Marvel's Champions find a way to punch an evil mobile app by punching the company behind it

Champions #6
(Image credit: Luciano Vecchio (Marvel Comics))

Writer Danny Lore and artist Luciano Vecchio take over Marvel's Champions ongoing comic book series this month, and they've inherited the teen team at a time where teen heroes have been deemed illegal by the federal government... and now, private corporations are looking to make it worse.

(Image credit: Toni Infante (Marvel Comics))

Beginning in April 21's Champions #6 with a story arc titled 'Killer App,' the Champions are looking for a way to combat one of the long-time evil corporations in the Marvel U, Roxxon, that has created a mobile app intended to keep impressionable people on their side - and against any chance of teen superheroes operating within the law.

Before their debut in Champions #6, Newsarama spoke with Lore and Vecchio about taking over the teen title, dealing with the ramifications of a ban on teen superheroes, and what other bucket list teen heroes they'd like to include in the book.  

Newsarama: Danny, Luciano, what made you want to join Champions? What do you enjoy about the team?

Luciano Vecchio

(Image credit: Luciano Vecchio)

Luciano Vecchio: I love team books in general, and young legacy character teams in particular. 

Champions has put a modern twist on the concept through being more than just a team; they're an ideal of superheroism, a social movement, and a network open beyond the core group. That is what makes this book so unique and loved for me.

Danny Lore: My weakness is found families, and all the messiness that entails. Champions is such a sweet iteration of both that sweetness and of a stubborn optimism that I think is really necessary for me right now. 

It's not optimism in the sense that everything is perfect - it's optimism in the way that these teenagers are able to engage in a level of agency where they can work towards happy endings. 

I think that's why a lot of readers gravitate to Champions books: in a world that is patronizing towards young voices, we know that the Champions will make sure to be heard!

Nrama: With the Ms. Marvel book ending recently, do you feel like there's any pressure to add story threads from her title into this team series for fans who miss her solo book?

Danny Lore

(Image credit: Danny Lore)

Lore: I think that this is such a delicate balance for any writer on a team book. My priority is not to mess with another creative team's hard work: sometimes this means pulling directly from that plotline, and sometimes that means making sure that my plots don't contradict what we've already seen. 

Because of the nature of this team book, the focus for me is on how the team members interact with one another - but never fear, there's gonna be loads of Kamala for her fans (because I myself am one of them!)

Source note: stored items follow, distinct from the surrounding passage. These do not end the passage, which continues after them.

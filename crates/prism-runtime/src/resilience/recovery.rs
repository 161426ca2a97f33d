//! Recovery strategies per error kind.
//!
//! Strategy computation is pure: it reads only the kind and the context and
//! never touches the error ledger.

use serde::{Deserialize, Serialize};
use serde_json::Value;

use super::kind::ErrorKind;

/// How the caller should react to a failure.
#[derive(Debug, Clone, PartialEq, Serialize, Deserialize)]
pub struct RecoveryStrategy {
    /// Retry with a simplified prompt instead of the full template
    pub use_simple_prompt: bool,

    /// Template to use instead of the failing one
    #[serde(default, skip_serializing_if = "Option::is_none")]
    pub fallback_template: Option<String>,

    /// Human-readable description of the failure
    pub error_message: String,
}

impl RecoveryStrategy {
    /// A strategy that only reports the failure.
    pub fn report(message: impl Into<String>) -> Self {
        Self {
            use_simple_prompt: false,
            fallback_template: None,
            error_message: message.into(),
        }
    }

    /// Whether the strategy asks for any degraded retry.
    pub fn has_fallback(&self) -> bool {
        self.use_simple_prompt || self.fallback_template.is_some()
    }
}

/// Compute the recovery strategy for `kind`.
///
/// Context fields used when present:
/// - `template_id` (template-parse-error)
/// - `variable` (variable-substitution-error)
/// - `details` string or `errors` list (validation-error)
/// - `setting` (configuration-error)
/// - `prompt_id`, `available_prompts` (prompt-not-found)
///
/// Any other shape, including a non-object context, is tolerated.
pub fn handle_error(kind: ErrorKind, context: &Value) -> RecoveryStrategy {
    let message = match kind {
        ErrorKind::TemplateParse => match str_field(context, "template_id") {
            Some(id) => format!(
                "Failed to parse prompt template '{}'. Please check the template format.",
                id
            ),
            None => "Failed to parse prompt template. Please check the template format."
                .to_string(),
        },
        ErrorKind::VariableSubstitution => match str_field(context, "variable") {
            Some(variable) => format!(
                "Failed to substitute variable '{}' in prompt template.",
                variable
            ),
            None => "Failed to substitute variables in prompt template.".to_string(),
        },
        ErrorKind::Validation => match validation_details(context) {
            Some(details) => format!("Validation failed: {}", details),
            None => "Validation failed.".to_string(),
        },
        ErrorKind::Configuration => match str_field(context, "setting") {
            Some(setting) => format!(
                "Invalid configuration value for '{}'. Please check your settings.",
                setting
            ),
            None => "Invalid configuration. Please check your settings.".to_string(),
        },
        ErrorKind::PromptNotFound => {
            let id = str_field(context, "prompt_id").unwrap_or("unknown");
            match string_list(context, "available_prompts") {
                Some(available) if !available.is_empty() => format!(
                    "Prompt '{}' not found. Available prompts: {}",
                    id,
                    available.join(", ")
                ),
                _ => format!("Prompt '{}' not found.", id),
            }
        }
        ErrorKind::Unknown => "An unknown error occurred. Please try again.".to_string(),
    };

    RecoveryStrategy::report(message)
}

fn str_field<'a>(context: &'a Value, key: &str) -> Option<&'a str> {
    context.get(key).and_then(Value::as_str)
}

fn string_list<'a>(context: &'a Value, key: &str) -> Option<Vec<&'a str>> {
    context
        .get(key)
        .and_then(Value::as_array)
        .map(|items| items.iter().filter_map(Value::as_str).collect())
}

fn validation_details(context: &Value) -> Option<String> {
    if let Some(details) = str_field(context, "details") {
        return Some(details.to_string());
    }
    string_list(context, "errors")
        .filter(|errors| !errors.is_empty())
        .map(|errors| errors.join("; "))
}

Nrama: Miles Morales has a pretty big story arc coming up with his own 'Clone Saga,' will this tie into Champions at all?

Lore: I'm excited to check out 'Clone Saga'! 

'Killer App' is pretty much right after 'Outlawed,' and so won't crossover with that - but I'm such a big Miles fan, that just means I get to be excited as a reader for that one!

Nrama: The 'Outlawed' event has been such a big part of Champions. Will the new status quo of teen superheroes being illegal continue?

Lore: Our plot picks up right after 'Outlawed.' The Champions are still reckoning with the law that makes their team illegal, and also with the emotional fall out of what the law did to them.

Nrama: Do you see Kamala's Law being the focal point of your whole run?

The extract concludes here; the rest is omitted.